» **Your instructions**
Starting at the first line of the data below, repeat each line word for word up to and including the line with "pub const DATABASE_URL_VAR: &str".
══ Dataset records ══
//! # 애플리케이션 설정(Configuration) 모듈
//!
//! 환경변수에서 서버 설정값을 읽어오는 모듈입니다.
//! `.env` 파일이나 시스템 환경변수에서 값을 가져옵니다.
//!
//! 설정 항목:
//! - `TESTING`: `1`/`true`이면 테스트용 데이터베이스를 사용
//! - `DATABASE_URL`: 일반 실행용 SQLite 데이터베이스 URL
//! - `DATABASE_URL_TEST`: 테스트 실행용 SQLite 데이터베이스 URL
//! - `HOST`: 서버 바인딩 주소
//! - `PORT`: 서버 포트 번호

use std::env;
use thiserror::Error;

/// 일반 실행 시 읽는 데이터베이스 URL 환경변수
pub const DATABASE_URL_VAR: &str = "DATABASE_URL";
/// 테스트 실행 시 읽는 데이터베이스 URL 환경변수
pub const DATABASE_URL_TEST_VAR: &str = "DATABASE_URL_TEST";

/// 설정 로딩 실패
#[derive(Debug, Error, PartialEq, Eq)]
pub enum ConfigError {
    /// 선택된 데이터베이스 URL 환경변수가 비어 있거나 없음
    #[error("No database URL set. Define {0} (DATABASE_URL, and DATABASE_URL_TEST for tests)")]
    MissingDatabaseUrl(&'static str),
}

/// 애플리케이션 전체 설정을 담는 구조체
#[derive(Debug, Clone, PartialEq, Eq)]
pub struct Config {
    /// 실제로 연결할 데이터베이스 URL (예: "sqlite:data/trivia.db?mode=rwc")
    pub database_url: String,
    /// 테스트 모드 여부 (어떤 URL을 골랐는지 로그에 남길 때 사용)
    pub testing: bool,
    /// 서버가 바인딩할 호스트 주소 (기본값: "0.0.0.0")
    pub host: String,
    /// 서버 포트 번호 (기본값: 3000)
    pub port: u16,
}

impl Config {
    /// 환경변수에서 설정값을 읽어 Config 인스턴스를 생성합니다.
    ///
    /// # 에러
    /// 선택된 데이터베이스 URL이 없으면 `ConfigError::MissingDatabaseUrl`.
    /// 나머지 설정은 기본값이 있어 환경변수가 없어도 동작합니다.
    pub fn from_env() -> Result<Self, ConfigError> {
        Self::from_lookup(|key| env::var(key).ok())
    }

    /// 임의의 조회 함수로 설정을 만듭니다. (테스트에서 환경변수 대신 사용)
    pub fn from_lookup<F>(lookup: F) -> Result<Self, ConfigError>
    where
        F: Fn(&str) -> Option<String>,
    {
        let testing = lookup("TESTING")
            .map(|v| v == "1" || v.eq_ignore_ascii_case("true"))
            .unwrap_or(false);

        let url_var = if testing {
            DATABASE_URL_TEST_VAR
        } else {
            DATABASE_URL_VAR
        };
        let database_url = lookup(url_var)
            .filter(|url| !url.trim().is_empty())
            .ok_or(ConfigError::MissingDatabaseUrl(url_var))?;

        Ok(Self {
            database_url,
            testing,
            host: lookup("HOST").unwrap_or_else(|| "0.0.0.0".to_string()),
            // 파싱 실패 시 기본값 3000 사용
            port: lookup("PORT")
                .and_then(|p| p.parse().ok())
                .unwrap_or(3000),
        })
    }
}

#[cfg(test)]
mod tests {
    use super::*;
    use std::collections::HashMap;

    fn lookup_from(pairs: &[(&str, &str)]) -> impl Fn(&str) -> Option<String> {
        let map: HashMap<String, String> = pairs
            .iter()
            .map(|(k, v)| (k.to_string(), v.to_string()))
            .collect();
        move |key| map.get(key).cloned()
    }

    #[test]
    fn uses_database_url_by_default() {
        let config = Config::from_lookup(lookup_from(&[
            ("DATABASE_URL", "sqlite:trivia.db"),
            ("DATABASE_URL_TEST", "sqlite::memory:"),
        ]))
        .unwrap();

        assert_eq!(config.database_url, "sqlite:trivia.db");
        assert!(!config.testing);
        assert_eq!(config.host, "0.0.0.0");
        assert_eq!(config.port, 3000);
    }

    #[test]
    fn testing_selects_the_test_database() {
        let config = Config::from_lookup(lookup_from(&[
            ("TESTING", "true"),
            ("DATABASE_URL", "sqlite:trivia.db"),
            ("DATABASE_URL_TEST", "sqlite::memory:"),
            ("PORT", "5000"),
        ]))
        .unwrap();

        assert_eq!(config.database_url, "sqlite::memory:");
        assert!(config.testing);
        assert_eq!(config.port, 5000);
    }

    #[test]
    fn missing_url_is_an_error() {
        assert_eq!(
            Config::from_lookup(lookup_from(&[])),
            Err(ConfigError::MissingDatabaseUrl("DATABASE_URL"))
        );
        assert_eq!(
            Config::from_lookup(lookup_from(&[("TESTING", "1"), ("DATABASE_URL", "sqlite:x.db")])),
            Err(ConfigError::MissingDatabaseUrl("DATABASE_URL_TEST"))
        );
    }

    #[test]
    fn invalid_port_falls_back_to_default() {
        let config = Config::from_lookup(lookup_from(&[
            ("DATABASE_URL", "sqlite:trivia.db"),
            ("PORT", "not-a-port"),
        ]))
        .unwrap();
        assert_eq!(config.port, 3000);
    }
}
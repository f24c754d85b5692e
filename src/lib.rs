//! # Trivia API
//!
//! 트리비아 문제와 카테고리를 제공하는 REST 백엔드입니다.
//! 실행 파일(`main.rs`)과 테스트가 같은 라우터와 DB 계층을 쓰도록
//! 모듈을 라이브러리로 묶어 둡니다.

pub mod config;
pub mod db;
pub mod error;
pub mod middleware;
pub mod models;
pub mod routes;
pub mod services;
═══
» **Answer**
//! # 애플리케이션 설정(Configuration) 모듈
//!
//! 환경변수에서 서버 설정값을 읽어오는 모듈입니다.
//! `.env` 파일이나 시스템 환경변수에서 값을 가져옵니다.
//!
//! 설정 항목:
//! - `TESTING`: `1`/`true`이면 테스트용 데이터베이스를 사용
//! - `DATABASE_URL`: 일반 실행용 SQLite 데이터베이스 URL
//! - `DATABASE_URL_TEST`: 테스트 실행용 SQLite 데이터베이스 URL
//! - `HOST`: 서버 바인딩 주소
//! - `PORT`: 서버 포트 번호

use std::env;
use thiserror::Error;

/// 일반 실행 시 읽는 데이터베이스 URL 환경변수
pub const DATABASE_URL_VAR: &str = "DATABASE_URL";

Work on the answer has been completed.